// Copyright (c) 2025 Kirky.X
//
// Licensed under the MIT License
// See LICENSE file in the project root for full license information.

use footprint::domain::models::search_result::SearchResult;
use footprint::domain::services::result_store::ResultStore;

fn store(n: usize) -> ResultStore {
    let mut store = ResultStore::new();
    store.replace_all(
        (0..n)
            .map(|i| SearchResult {
                title: format!("{}", i),
                description: String::new(),
                link: format!("https://example.net/{}", i),
                image: None,
                favicon: String::new(),
                source: "example.net".to_string(),
                date: None,
            })
            .collect(),
    );
    store
}

fn titles(store: &ResultStore) -> Vec<String> {
    store.iter().map(|r| r.title.clone()).collect()
}

#[test]
fn test_delete_third_of_five() {
    let mut store = store(5);
    let removed = store.delete_at(2).unwrap();
    assert_eq!(removed.title, "2");
    assert_eq!(titles(&store), vec!["0", "1", "3", "4"]);
}

#[test]
fn test_noops_leave_store_unchanged() {
    let mut store = store(4);
    let before = titles(&store);
    let revision = store.revision();

    assert!(store.delete_at(4).is_none());
    assert!(store
        .move_to("https://example.net/1", "https://example.net/1")
        .is_none());
    assert!(store
        .move_to("https://example.net/1", "https://example.net/missing")
        .is_none());

    assert_eq!(titles(&store), before);
    assert_eq!(store.revision(), revision);
}

#[test]
fn test_adjacent_move_round_trip() {
    let mut store = store(5);
    let before = titles(&store);
    store.move_to("https://example.net/2", "https://example.net/3");
    assert_eq!(titles(&store), vec!["0", "1", "3", "2", "4"]);
    store.move_to("https://example.net/3", "https://example.net/2");
    assert_eq!(titles(&store), before);
}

==============================

_Task statement_
Each record above should be returned exactly as it appears.

_Written reply_
// Copyright (c) 2025 Kirky.X
//
// Licensed under the MIT License
// See LICENSE file in the project root for full license information.

use footprint::domain::models::search_result::SearchResult;
use footprint::domain::services::result_store::ResultStore;

fn store(n: usize) -> ResultStore {
    let mut store = ResultStore::new();
    store.replace_all(
        (0..n)
            .map(|i| SearchResult {
                title: format!("{}", i),
                description: String::new(),
                link: format!("https://example.net/{}", i),
                image: None,
                favicon: String::new(),
                source: "example.net".to_string(),
                date: None,
            })
            .collect(),
    );
    store
}

fn titles(store: &ResultStore) -> Vec<String> {
    store.iter().map(|r| r.title.clone()).collect()
}

#[test]
fn test_delete_third_of_five() {
    let mut store = store(5);
    let removed = store.delete_at(2).unwrap();
    assert_eq!(removed.title, "2");
    assert_eq!(titles(&store), vec!["0", "1", "3", "4"]);
}

#[test]
fn test_noops_leave_store_unchanged() {
    let mut store = store(4);
    let before = titles(&store);
    let revision = store.revision();

    assert!(store.delete_at(4).is_none());
    assert!(store
        .move_to("https://example.net/1", "https://example.net/1")
        .is_none());
    assert!(store
        .move_to("https://example.net/1", "https://example.net/missing")
        .is_none());

    assert_eq!(titles(&store), before);
    assert_eq!(store.revision(), revision);
}

#[test]
fn test_adjacent_move_round_trip() {
    let mut store = store(5);
    let before = titles(&store);
    store.move_to("https://example.net/2", "https://example.net/3");
    assert_eq!(titles(&store), vec!["0", "1", "3", "2", "4"]);
    store.move_to("https://example.net/3", "https://example.net/2");
    assert_eq!(titles(&store), before);
}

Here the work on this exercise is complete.